Teradata database column names are limited to 30 characters. Additionally, our company has naming convention policies in place for tables and columns. Historically our Teradata environment has been used as an operational data store and this naming convention was probably created and has been enforced with this in mind.

My understanding of Kimball best practices (The toolkit books and Design tip 71) conflicts with adhering to our existing naming convention. I understand The Kimball Data Warehouse Toolkit Books and other supporting articles advocate using meaningful, clear, and concise table and column names.

A customer dimension table following Kimball best practices might bear the name Customer_Dimension and might contain column names like Customer_Id, Customer_First_Name, Customer_Middle_Name, Customer_Last_Name etc.

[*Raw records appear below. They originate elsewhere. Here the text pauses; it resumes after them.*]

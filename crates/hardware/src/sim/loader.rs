//! Program image loading.
//!
//! This module copies programs into RAM before the first tick. It supports:
//! 1. **Raw binaries:** Bytes copied verbatim to a load address.
//! 2. **Hex images:** One little-endian word per line in `$readmemh` style, with `@index`
//!    directives selecting the word index of the next word; `//` and `#` start comments.
//! 3. **ELF32 executables:** Little-endian RISC-V images; every loadable segment is copied
//!    to its physical address and the entry point is returned.

use std::fs;
use std::path::Path;

use object::read::elf::ElfFile32;
use object::{Architecture, Endianness, Object, ObjectSegment};

use crate::common::error::{Result, SimError};
use crate::soc::memory::Ram;

/// On-disk program formats.
#[derive(Clone, Copy, Debug, PartialEq, Eq)]
pub enum ImageFormat {
    /// Raw little-endian bytes.
    Bin,
    /// Word-per-line hexadecimal text.
    Hex,
    /// ELF32 RISC-V executable.
    Elf,
}

impl ImageFormat {
    /// Guesses the format from the file contents and extension.
    pub fn detect(path: &Path, data: &[u8]) -> Self {
        if data.starts_with(b"\x7fELF") {
            return Self::Elf;
        }
        match path.extension().and_then(|e| e.to_str()) {
            Some("hex" | "mem" | "txt") => Self::Hex,
            _ => Self::Bin,
        }
    }
}

/// Summary of a completed load.
#[derive(Clone, Copy, Debug, Default, PartialEq, Eq)]
pub struct LoadedImage {
    /// Entry point recorded in the image, if the format has one.
    pub entry: Option<u32>,
    /// Number of bytes copied into RAM.
    pub bytes: usize,
}

/// Reads a whole file.
pub fn read_file(path: &Path) -> Result<Vec<u8>> {
    fs::read(path).map_err(|source| SimError::Io {
        path: path.to_path_buf(),
        source,
    })
}

/// Copies raw bytes into RAM at `addr`.
pub fn load_binary(ram: &mut Ram, addr: u32, data: &[u8]) -> Result<LoadedImage> {
    ram.load(addr, data)?;
    Ok(LoadedImage {
        entry: None,
        bytes: data.len(),
    })
}

/// Parses a hex image into `(word_index, word)` pairs.
///
/// # Examples
///
/// ```
/// use rvpipe_core::sim::loader::parse_hex;
///
/// let words = parse_hex("00a00513 // li a0, 10\n@4\n0x00000013\n").unwrap();
/// assert_eq!(words, vec![(0, 0x00a0_0513), (4, 0x0000_0013)]);
/// ```
pub fn parse_hex(text: &str) -> Result<Vec<(u32, u32)>> {
    let mut words = Vec::new();
    let mut index: u32 = 0;
    for (lineno, raw) in text.lines().enumerate() {
        let line = raw
            .split("//")
            .next()
            .unwrap_or_default()
            .split('#')
            .next()
            .unwrap_or_default();
        for token in line.split_whitespace() {
            let bad = |reason: &str| SimError::Hex {
                line: lineno + 1,
                reason: format!("{reason}: '{token}'"),
            };
            if let Some(addr) = token.strip_prefix('@') {
                index = u32::from_str_radix(addr, 16).map_err(|_| bad("bad address"))?;
                continue;
            }
            let digits = token
                .strip_prefix("0x")
                .or_else(|| token.strip_prefix("0X"))
                .unwrap_or(token)
                .replace('_', "");
            let word = u32::from_str_radix(&digits, 16).map_err(|_| bad("bad word"))?;
            words.push((index, word));
            index = index.wrapping_add(1);
        }
    }
    Ok(words)
}

/// Loads a hex image; word index `i` lands at `base + 4 * i`.
pub fn load_hex(ram: &mut Ram, base: u32, text: &str) -> Result<LoadedImage> {
    let words = parse_hex(text)?;
    for &(index, word) in &words {
        let addr = base.wrapping_add(index.wrapping_mul(4));
        ram.load(addr, &word.to_le_bytes())?;
    }
    Ok(LoadedImage {
        entry: None,
        bytes: words.len() * 4,
    })
}

/// Loads an ELF32 RISC-V executable.
pub fn load_elf(ram: &mut Ram, data: &[u8]) -> Result<LoadedImage> {
    let elf = ElfFile32::<Endianness>::parse(data).map_err(|e| SimError::Elf(e.to_string()))?;
    if elf.architecture() != Architecture::Riscv32 {
        return Err(SimError::Elf(format!(
            "expected a RISC-V 32-bit image, found {:?}",
            elf.architecture()
        )));
    }
    if !elf.is_little_endian() {
        return Err(SimError::Elf("big-endian images are not supported".into()));
    }

    let mut bytes = 0;
    for segment in elf.segments() {
        let contents = segment.data().map_err(|e| SimError::Elf(e.to_string()))?;
        if contents.is_empty() {
            continue;
        }
        let addr = u32::try_from(segment.address())
            .map_err(|_| SimError::Elf(format!("segment address {:#x}", segment.address())))?;
        ram.load(addr, contents)?;
        bytes += contents.len();
    }

    let entry = u32::try_from(elf.entry())
        .map_err(|_| SimError::Elf(format!("entry point {:#x}", elf.entry())))?;
    Ok(LoadedImage {
        entry: Some(entry),
        bytes,
    })
}

/// Loads `data` in the given format. Raw and hex images land at `base`.
pub fn load_image(
    ram: &mut Ram,
    base: u32,
    data: &[u8],
    format: ImageFormat,
) -> Result<LoadedImage> {
    match format {
        ImageFormat::Bin => load_binary(ram, base, data),
        ImageFormat::Hex => {
            let text = std::str::from_utf8(data).map_err(|e| SimError::Hex {
                line: 0,
                reason: e.to_string(),
            })?;
            load_hex(ram, base, text)
        }
        ImageFormat::Elf => load_elf(ram, data),
    }
}
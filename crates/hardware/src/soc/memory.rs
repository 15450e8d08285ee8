//! Main memory.
//!
//! Flat little-endian RAM shared by instruction fetch and data accesses. Instruction
//! reads are combinational (zero latency); data writes are byte-enabled word writes.

use crate::common::error::{Result, SimError};
use crate::core::units::lsu::lane_mask;

/// System RAM.
#[derive(Clone)]
pub struct Ram {
    base: u32,
    data: Vec<u8>,
}

impl std::fmt::Debug for Ram {
    fn fmt(&self, f: &mut std::fmt::Formatter<'_>) -> std::fmt::Result {
        f.debug_struct("Ram")
            .field("base", &format_args!("{:#010x}", self.base))
            .field("size", &self.data.len())
            .finish()
    }
}

impl Ram {
    /// Creates zero-filled RAM of `size` bytes at `base`.
    pub fn new(base: u32, size: u32) -> Self {
        Self {
            base,
            data: vec![0; size as usize],
        }
    }

    fn offset_of(&self, addr: u32, len: usize) -> Option<usize> {
        let off = addr.checked_sub(self.base)? as usize;
        (off.checked_add(len)? <= self.data.len()).then_some(off)
    }

    /// Reads the aligned word containing `addr`. `None` outside RAM.
    pub fn read_word(&self, addr: u32) -> Option<u32> {
        let off = self.offset_of(addr & !0b11, 4)?;
        let bytes = self.data.get(off..off + 4)?;
        Some(u32::from_le_bytes([bytes[0], bytes[1], bytes[2], bytes[3]]))
    }

    /// Writes the lanes of `val` enabled by `enable` into the aligned word at `addr`.
    ///
    /// Returns `false` (and writes nothing) outside RAM.
    pub fn write_word(&mut self, addr: u32, val: u32, enable: u8) -> bool {
        let Some(off) = self.offset_of(addr & !0b11, 4) else {
            return false;
        };
        let Some(old) = self.read_word(addr) else {
            return false;
        };
        let mask = lane_mask(enable);
        let merged = (old & !mask) | (val & mask);
        if let Some(dst) = self.data.get_mut(off..off + 4) {
            dst.copy_from_slice(&merged.to_le_bytes());
        }
        true
    }

    /// Copies an image into RAM at `addr`.
    pub fn load(&mut self, addr: u32, bytes: &[u8]) -> Result<()> {
        let off = self
            .offset_of(addr, bytes.len())
            .ok_or(SimError::ImageOutOfRange {
                addr,
                len: bytes.len(),
            })?;
        self.data[off..off + bytes.len()].copy_from_slice(bytes);
        Ok(())
    }

    /// Copies a sequence of words into RAM starting at `addr`.
    pub fn load_words(&mut self, addr: u32, words: &[u32]) -> Result<()> {
        let bytes: Vec<u8> = words.iter().flat_map(|w| w.to_le_bytes()).collect();
        self.load(addr, &bytes)
    }

    /// Base address.
    pub const fn base(&self) -> u32 {
        self.base
    }

    /// Size in bytes.
    pub fn size(&self) -> usize {
        self.data.len()
    }
}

The current naming conventions for our company would present the table name as Cst_Dim and field names as Cst_Id, Cst_Nm_F, Cst_Nm_M, Cst_Nm_L etc.

The conflict here is simple but fundamental to user friendliness and user experience. I think we should push for an exception to the standard naming conventions for our data warehouse and have been asked to present this position to our governance board.

I would argue that our number one goal is to create an accurate, easy to use, and easy to navigate environment. Expanded table and column names provide unambiguous and clear meaning to the content of a given database entity, whereas our existing naming convention, initially conceived for a backend ODS, leaves a lot to be desired from both a usability and understandability point of view.

I anticipate pushback on the following points:
1. If we alter the naming convention for the data warehouse it will be difficult to join back to the ODS for ad hoc follow up analysis.
2. Some meaningful names will exceed 30 characters and will have to be abbreviated somehow. We would have to establish new rules for this abbreviation.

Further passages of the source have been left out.